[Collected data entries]
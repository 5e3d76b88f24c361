// ABOUTME: Client library for Repforge apps: API calls, local session, and form state
// ABOUTME: Shared state changes go through reducers so concurrent responses apply in order
//
// SPDX-License-Identifier: MIT OR Apache-2.0
// Copyright (c) 2025 Async-IO.org

#![deny(unsafe_code)]

//! # Repforge Client
//!
//! - **session**: token, user id, and onboarding flag in a key-value store
//! - **api**: typed calls for every server endpoint
//! - **completion**: workout completion form reducers
//! - **notifications**: ticketed notification list

/// Typed HTTP API client
pub mod api;
/// Workout completion form reducers
pub mod completion;
/// Client error type
pub mod error;
/// Notification list store
pub mod notifications;
/// Local session storage
pub mod session;

pub use api::ApiClient;
pub use error::{ClientError, ClientResult};
pub use notifications::{NotificationAction, NotificationCenter, NotificationStore};
pub use session::{FileSessionStore, MemorySessionStore, Session, SessionStore};
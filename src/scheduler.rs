// ABOUTME: Background scheduler for leaderboard, user stats, and reminder release jobs
// ABOUTME: Runs interval loops until the server signals shutdown through a watch channel
//
// Licensed under either of Apache License, Version 2.0 or MIT License at your option.
// Copyright ©2025 Async-IO.org

//! # Scheduler
//!
//! Three independent loops share one task:
//! - leaderboard recompute every `leaderboard_refresh_secs`
//! - user statistics recompute every `user_stats_refresh_secs`
//! - reminder release every `notification_poll_secs`
//!
//! A failing job is logged and retried on its next tick.

use std::sync::Arc;
use std::time::Duration;

use chrono::Utc;
use tokio::sync::watch;
use tokio::task::JoinHandle;
use tokio::time::{interval, Interval, MissedTickBehavior};
use tracing::{debug, error, info};

use crate::config::SchedulerConfig;
use crate::database::today;
use crate::resources::ServerResources;
use crate::services::{progress, reminders};

/// Background job runner
pub struct Scheduler {
    resources: Arc<ServerResources>,
    config: SchedulerConfig,
}

impl Scheduler {
    /// Create a scheduler from the resources' configuration
    #[must_use]
    pub fn new(resources: Arc<ServerResources>) -> Self {
        let config = resources.config.scheduler.clone();
        Self { resources, config }
    }

    /// Spawn the job loop; it exits when `shutdown` changes or its sender drops
    ///
    /// Returns `None` when the scheduler is disabled.
    #[must_use]
    pub fn spawn(self, shutdown: watch::Receiver<bool>) -> Option<JoinHandle<()>> {
        if !self.config.enabled {
            info!("Background scheduler disabled");
            return None;
        }

        info!(
            leaderboard_secs = self.config.leaderboard_refresh_secs,
            user_stats_secs = self.config.user_stats_refresh_secs,
            notification_secs = self.config.notification_poll_secs,
            "Starting background scheduler"
        );
        Some(tokio::spawn(self.run(shutdown)))
    }

    async fn run(self, mut shutdown: watch::Receiver<bool>) {
        let mut leaderboard = ticker(self.config.leaderboard_refresh_secs);
        let mut user_stats = ticker(self.config.user_stats_refresh_secs);
        let mut notifications = ticker(self.config.notification_poll_secs);

        loop {
            tokio::select! {
                _ = leaderboard.tick() => self.run_leaderboard().await,
                _ = user_stats.tick() => self.run_user_stats().await,
                _ = notifications.tick() => self.run_notifications().await,
                _ = shutdown.changed() => {
                    debug!("Scheduler received shutdown signal");
                    break;
                }
            }
        }
        info!("Background scheduler stopped");
    }

    async fn run_leaderboard(&self) {
        if let Err(e) = progress::refresh_leaderboard(&self.resources, today()).await {
            error!(error = %e, "Leaderboard recompute failed");
        }
    }

    async fn run_user_stats(&self) {
        if let Err(e) = progress::refresh_all_user_stats(&self.resources, today()).await {
            error!(error = %e, "User stats recompute failed");
        }
    }

    async fn run_notifications(&self) {
        if let Err(e) = reminders::release_due_reminders(&self.resources, Utc::now()).await {
            error!(error = %e, "Reminder release failed");
        }
    }
}

// `interval` panics on a zero period
fn ticker(period_secs: u64) -> Interval {
    let mut ticker = interval(Duration::from_secs(period_secs.max(1)));
    ticker.set_missed_tick_behavior(MissedTickBehavior::Delay);
    ticker
}
// ABOUTME: JWT-based user authentication for the Repforge API
// ABOUTME: Handles token generation, detailed validation, and bcrypt password hashing
//
// Licensed under either of Apache License, Version 2.0 or MIT License at your option.
// Copyright ©2025 Async-IO.org

//! # Authentication
//!
//! Tokens are HS256 JWTs signed with the configured secret. The subject is the
//! numeric user id. Validation failures are classified so handlers can tell an
//! expired session apart from a forged or truncated token.

use std::error::Error as StdError;
use std::fmt;

use chrono::{DateTime, Duration, Utc};
use jsonwebtoken::errors::{Error as JwtError, ErrorKind};
use jsonwebtoken::{decode, encode, Algorithm, DecodingKey, EncodingKey, Header, Validation};
use repforge_core::errors::{AppError, AppResult, ErrorCode};
use serde::{Deserialize, Serialize};
use tracing::{debug, warn};
use uuid::Uuid;

/// Convert a duration to a human-readable format
fn humanize_duration(duration: Duration) -> String {
    let total_secs = duration.num_seconds().abs();
    let hours = total_secs / 3600;
    let minutes = (total_secs % 3600) / 60;

    if hours > 0 {
        format!("{hours} hours")
    } else if minutes > 0 {
        format!("{minutes} minutes")
    } else {
        format!("{total_secs} seconds")
    }
}

/// `JWT` validation error with detailed information
#[derive(Debug, Clone)]
pub enum JwtValidationError {
    /// Token has expired
    TokenExpired {
        /// When the token expired
        expired_at: DateTime<Utc>,
        /// Current time for reference
        current_time: DateTime<Utc>,
    },
    /// Token signature is invalid
    TokenInvalid {
        /// Reason for invalidity
        reason: String,
    },
    /// Token is malformed (not proper `JWT` format)
    TokenMalformed {
        /// Details about malformation
        details: String,
    },
}

impl fmt::Display for JwtValidationError {
    fn fmt(&self, f: &mut fmt::Formatter<'_>) -> fmt::Result {
        match self {
            Self::TokenExpired {
                expired_at,
                current_time,
            } => write!(
                f,
                "JWT token expired {} ago at {}",
                humanize_duration(current_time.signed_duration_since(*expired_at)),
                expired_at.format("%Y-%m-%d %H:%M:%S UTC")
            ),
            Self::TokenInvalid { reason } => write!(f, "JWT token signature is invalid: {reason}"),
            Self::TokenMalformed { details } => write!(f, "JWT token is malformed: {details}"),
        }
    }
}

impl StdError for JwtValidationError {}

impl From<JwtValidationError> for AppError {
    fn from(error: JwtValidationError) -> Self {
        let code = match error {
            JwtValidationError::TokenExpired { .. } => ErrorCode::AuthExpired,
            JwtValidationError::TokenInvalid { .. } => ErrorCode::AuthInvalid,
            JwtValidationError::TokenMalformed { .. } => ErrorCode::AuthMalformed,
        };
        Self::new(code, error.to_string())
    }
}

/// `JWT` claims for user authentication
#[derive(Debug, Clone, Serialize, Deserialize)]
pub struct Claims {
    /// User ID
    pub sub: String,
    /// User email
    pub email: String,
    /// Issued at timestamp
    pub iat: i64,
    /// Expiration timestamp
    pub exp: i64,
    /// Token ID, unique per issued token
    #[serde(default)]
    pub jti: Option<String>,
}

impl Claims {
    /// Numeric user id carried in `sub`
    ///
    /// # Errors
    ///
    /// Returns a malformed-token error if the subject is not an integer
    pub fn user_id(&self) -> Result<i64, JwtValidationError> {
        self.sub
            .parse()
            .map_err(|_| JwtValidationError::TokenMalformed {
                details: format!("Token subject is not a user id: {}", self.sub),
            })
    }
}

/// Authentication manager for `JWT` tokens
#[derive(Clone)]
pub struct AuthManager {
    encoding_key: EncodingKey,
    decoding_key: DecodingKey,
    token_expiry_hours: i64,
    bcrypt_cost: u32,
}

impl fmt::Debug for AuthManager {
    fn fmt(&self, f: &mut fmt::Formatter<'_>) -> fmt::Result {
        f.debug_struct("AuthManager")
            .field("token_expiry_hours", &self.token_expiry_hours)
            .field("bcrypt_cost", &self.bcrypt_cost)
            .finish_non_exhaustive()
    }
}

impl AuthManager {
    /// Create a new authentication manager from an HS256 secret
    #[must_use]
    pub fn new(secret: &[u8], token_expiry_hours: i64) -> Self {
        Self {
            encoding_key: EncodingKey::from_secret(secret),
            decoding_key: DecodingKey::from_secret(secret),
            token_expiry_hours,
            bcrypt_cost: bcrypt::DEFAULT_COST,
        }
    }

    /// Override the bcrypt work factor
    #[must_use]
    pub const fn with_bcrypt_cost(mut self, cost: u32) -> Self {
        self.bcrypt_cost = cost;
        self
    }

    /// Configured token lifetime in hours
    #[must_use]
    pub const fn token_expiry_hours(&self) -> i64 {
        self.token_expiry_hours
    }

    /// Generate a `JWT` token for a user
    ///
    /// # Errors
    ///
    /// Returns an error if JWT encoding fails
    pub fn generate_token(&self, user_id: i64, email: &str) -> AppResult<String> {
        let now = Utc::now();
        let expiry = now + Duration::hours(self.token_expiry_hours);
        let claims = Claims {
            sub: user_id.to_string(),
            email: email.to_owned(),
            iat: now.timestamp(),
            exp: expiry.timestamp(),
            jti: Some(Uuid::new_v4().to_string()),
        };

        encode(&Header::new(Algorithm::HS256), &claims, &self.encoding_key)
            .map_err(|e| AppError::internal(format!("Failed to sign token: {e}")))
    }

    /// Validate a token with detailed error information
    ///
    /// # Errors
    ///
    /// Returns a [`JwtValidationError`] if the token is expired, carries a bad
    /// signature, or is not a well-formed JWT
    pub fn validate_token_detailed(&self, token: &str) -> Result<Claims, JwtValidationError> {
        let mut validation = Validation::new(Algorithm::HS256);
        validation.validate_exp = false;
        validation.required_spec_claims.clear();

        let claims = decode::<Claims>(token, &self.decoding_key, &validation)
            .map(|data| data.claims)
            .map_err(|e| Self::convert_jwt_error(&e))?;

        Self::check_token_expiry(&claims, Utc::now())?;
        debug!(user_id = %claims.sub, "JWT token validation successful");
        Ok(claims)
    }

    /// Check if token is expired and return error if so
    fn check_token_expiry(
        claims: &Claims,
        current_time: DateTime<Utc>,
    ) -> Result<(), JwtValidationError> {
        if current_time.timestamp() > claims.exp {
            let expired_at = DateTime::from_timestamp(claims.exp, 0).unwrap_or(current_time);
            warn!(
                user_id = %claims.sub,
                "JWT token expired {} ago",
                humanize_duration(current_time.signed_duration_since(expired_at))
            );
            return Err(JwtValidationError::TokenExpired {
                expired_at,
                current_time,
            });
        }
        Ok(())
    }

    /// Convert JWT library errors to detailed validation errors
    fn convert_jwt_error(e: &JwtError) -> JwtValidationError {
        match e.kind() {
            ErrorKind::InvalidSignature => JwtValidationError::TokenInvalid {
                reason: "Token signature verification failed".into(),
            },
            ErrorKind::InvalidToken => JwtValidationError::TokenMalformed {
                details: "Token format is invalid".into(),
            },
            ErrorKind::Base64(base64_err) => JwtValidationError::TokenMalformed {
                details: format!("Token contains invalid base64: {base64_err}"),
            },
            ErrorKind::Json(json_err) => JwtValidationError::TokenMalformed {
                details: format!("Token contains invalid JSON: {json_err}"),
            },
            ErrorKind::Utf8(utf8_err) => JwtValidationError::TokenMalformed {
                details: format!("Token contains invalid UTF-8: {utf8_err}"),
            },
            _ => JwtValidationError::TokenInvalid {
                reason: format!("Token validation failed: {e}"),
            },
        }
    }

    // ========================================================================
    // Passwords
    // ========================================================================

    /// Hash a password with bcrypt at the configured cost, off the async executor
    ///
    /// # Errors
    ///
    /// Returns an error if hashing fails or the blocking task is lost
    pub async fn hash_password(&self, password: &str) -> AppResult<String> {
        let password = password.to_owned();
        let cost = self.bcrypt_cost;
        tokio::task::spawn_blocking(move || bcrypt::hash(password, cost))
            .await
            .map_err(|e| AppError::internal(format!("Password hashing task failed: {e}")))?
            .map_err(|e| AppError::internal(format!("Failed to hash password: {e}")))
    }

    /// Check a password against a stored bcrypt hash, off the async executor
    ///
    /// A corrupt stored hash counts as a mismatch.
    ///
    /// # Errors
    ///
    /// Returns an error if the blocking task is lost
    pub async fn verify_password(password: &str, hash: &str) -> AppResult<bool> {
        let password = password.to_owned();
        let hash = hash.to_owned();
        let verified = tokio::task::spawn_blocking(move || bcrypt::verify(password, &hash))
            .await
            .map_err(|e| AppError::internal(format!("Password verification task failed: {e}")))?;
        Ok(verified.unwrap_or_else(|e| {
            warn!("Stored password hash could not be verified: {e}");
            false
        }))
    }
}

#[cfg(test)]
mod tests {
    use super::*;

    const SECRET: &[u8] = b"unit-test-secret-with-enough-bytes!!";

    #[test]
    fn test_token_round_trip_subject() {
        let manager = AuthManager::new(SECRET, 12);
        let token = manager.generate_token(42, "ada@example.com").unwrap();
        let claims = manager.validate_token_detailed(&token).unwrap();
        assert_eq!(claims.user_id().unwrap(), 42);
        assert_eq!(claims.email, "ada@example.com");
    }

    #[test]
    fn test_expired_token_is_classified() {
        let manager = AuthManager::new(SECRET, -1);
        let token = manager.generate_token(1, "late@example.com").unwrap();
        let err = manager.validate_token_detailed(&token).unwrap_err();
        assert!(matches!(err, JwtValidationError::TokenExpired { .. }));
        assert_eq!(AppError::from(err).code, ErrorCode::AuthExpired);
    }

    #[test]
    fn test_foreign_signature_is_invalid() {
        let issuer = AuthManager::new(b"another-secret-of-sufficient-length", 12);
        let verifier = AuthManager::new(SECRET, 12);
        let token = issuer.generate_token(1, "x@example.com").unwrap();
        assert!(matches!(
            verifier.validate_token_detailed(&token),
            Err(JwtValidationError::TokenInvalid { .. })
        ));
    }

    #[test]
    fn test_garbage_is_malformed() {
        let manager = AuthManager::new(SECRET, 12);
        assert!(matches!(
            manager.validate_token_detailed("not-a-jwt"),
            Err(JwtValidationError::TokenMalformed { .. })
        ));
    }

    #[tokio::test]
    async fn test_password_hash_verifies() {
        let manager = AuthManager::new(SECRET, 12).with_bcrypt_cost(4);
        let hash = manager.hash_password("correct horse").await.unwrap();
        assert!(AuthManager::verify_password("correct horse", &hash).await.unwrap());
        assert!(!AuthManager::verify_password("wrong horse", &hash).await.unwrap());
        assert!(!AuthManager::verify_password("anything", "not-a-bcrypt-hash")
            .await
            .unwrap());
    }
}
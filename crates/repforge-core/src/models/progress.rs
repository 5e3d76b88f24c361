// ABOUTME: Scoring, leaderboard, user statistics, and strength progression types
// ABOUTME: Read models returned by the leaderboard, user stats, and movement summary endpoints
//
// SPDX-License-Identifier: MIT OR Apache-2.0
// Copyright (c) 2025 Async-IO.org

use std::collections::BTreeMap;

use chrono::{DateTime, NaiveDate, Utc};
use serde::{Deserialize, Serialize};

/// One awarded-points record
#[derive(Debug, Clone, PartialEq, Eq, Serialize, Deserialize)]
pub struct ScoreLog {
    /// Log ID
    pub id: i64,
    /// Recipient
    pub user_id: i64,
    /// Reason ("Workout Completion", ...)
    pub score_type: String,
    /// Points awarded
    pub score_value: i64,
    /// When the points were awarded
    pub timestamp: DateTime<Utc>,
    /// Workout the award relates to
    pub workout_id: Option<i64>,
    /// Section movement the award relates to
    pub section_movement_id: Option<i64>,
}

/// Score totals as shown on the profile page
#[derive(Debug, Clone, Copy, PartialEq, Eq, Default, Serialize, Deserialize)]
pub struct ScoreTotals {
    /// All-time points
    pub total_score: i64,
    /// Points in the last seven days
    pub weekly_score: i64,
    /// Points since the first of the month
    pub monthly_score: i64,
}

/// A leaderboard row joined with the user's public names
#[derive(Debug, Clone, PartialEq, Eq, Serialize, Deserialize)]
pub struct LeaderboardEntry {
    /// User ID
    pub user_id: i64,
    /// Username
    pub username: String,
    /// First name
    pub first_name: String,
    /// Last name
    pub last_name: String,
    /// Score totals
    #[serde(flatten)]
    pub scores: ScoreTotals,
    /// All-time rank
    pub total_rank: Option<i64>,
    /// Weekly rank
    pub weekly_rank: Option<i64>,
    /// Monthly rank
    pub monthly_rank: Option<i64>,
    /// Last recompute time
    pub last_updated: DateTime<Utc>,
}

/// Counts keyed by body part or activity type
pub type CountMap = BTreeMap<String, i64>;

/// Aggregated training statistics for one user
#[derive(Debug, Clone, PartialEq, Eq, Default, Serialize, Deserialize)]
pub struct UserStats {
    /// User ID
    pub user_id: i64,
    /// Body-part counts over seven days
    pub weekly_body_part: CountMap,
    /// Body-part counts over thirty days
    pub monthly_body_part: CountMap,
    /// Body-part counts over a year
    pub yearly_body_part: CountMap,
    /// Minutes per activity type over seven days
    pub weekly_activity_type: CountMap,
    /// Minutes per activity type over thirty days
    pub monthly_activity_type: CountMap,
    /// Minutes per activity type over a year
    pub yearly_activity_type: CountMap,
    /// Last recompute time
    pub last_updated: Option<DateTime<Utc>>,
}

/// A working set recorded for strength progression
#[derive(Debug, Clone, PartialEq, Serialize, Deserialize)]
pub struct StrengthSet {
    /// Record ID
    pub id: i64,
    /// Athlete
    pub owner_id: i64,
    /// Catalog movement
    pub movement_id: i64,
    /// Workout the set was logged in
    pub workout_id: Option<i64>,
    /// Date performed
    pub performed_date: NaiveDate,
    /// Set number
    pub set_number: i64,
    /// Repetitions
    pub reps: i64,
    /// Load lifted
    pub weight: f64,
    /// Set RPE
    pub rpe: Option<i64>,
    /// Volume, weight times reps
    pub load: f64,
}

/// Best lift summary for one movement
#[derive(Debug, Clone, PartialEq, Serialize, Deserialize)]
pub struct MovementSummary {
    /// Catalog movement
    pub movement_id: i64,
    /// Exercise name
    pub exercise: String,
    /// Heaviest weight lifted
    pub best_weight: f64,
    /// Reps achieved at the best weight
    pub best_reps: i64,
    /// Epley estimate of the one-rep max
    pub estimated_1rm: f64,
    /// Last recompute time
    pub updated_at: DateTime<Utc>,
}

/// Response of the movement summary endpoint
#[derive(Debug, Clone, PartialEq, Serialize, Deserialize)]
pub struct MovementSummaryResponse {
    /// One summary per movement
    pub summaries: Vec<MovementSummary>,
    /// Raw strength sets, newest first
    pub strength_sets: Vec<StrengthSet>,
}

/// Epley one-rep-max estimate rounded to two decimals
#[must_use]
pub fn estimated_one_rep_max(weight: f64, reps: i64) -> f64 {
    let estimate = weight * (1.0 + reps as f64 / 30.0);
    (estimate * 100.0).round() / 100.0
}

#[cfg(test)]
mod tests {
    use super::*;

    #[test]
    fn test_estimated_one_rep_max() {
        assert!((estimated_one_rep_max(100.0, 5) - 116.67).abs() < f64::EPSILON * 1000.0);
        assert!((estimated_one_rep_max(80.0, 0) - 80.0).abs() < f64::EPSILON);
    }

    #[test]
    fn test_leaderboard_entry_flattens_scores() {
        let entry = LeaderboardEntry {
            user_id: 3,
            username: "runner".to_owned(),
            first_name: "Ada".to_owned(),
            last_name: String::new(),
            scores: ScoreTotals {
                total_score: 120,
                weekly_score: 55,
                monthly_score: 70,
            },
            total_rank: Some(1),
            weekly_rank: None,
            monthly_rank: Some(2),
            last_updated: Utc::now(),
        };

        let json = serde_json::to_value(&entry).unwrap();
        assert_eq!(json["weekly_score"], 55);
        assert!(json["weekly_rank"].is_null());
    }
}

DIRECTIONS:
Would you copy every line of the entries in which "runner" appears?

RESPONSE BELOW:
/// Background job runner
            username: "runner".to_owned(),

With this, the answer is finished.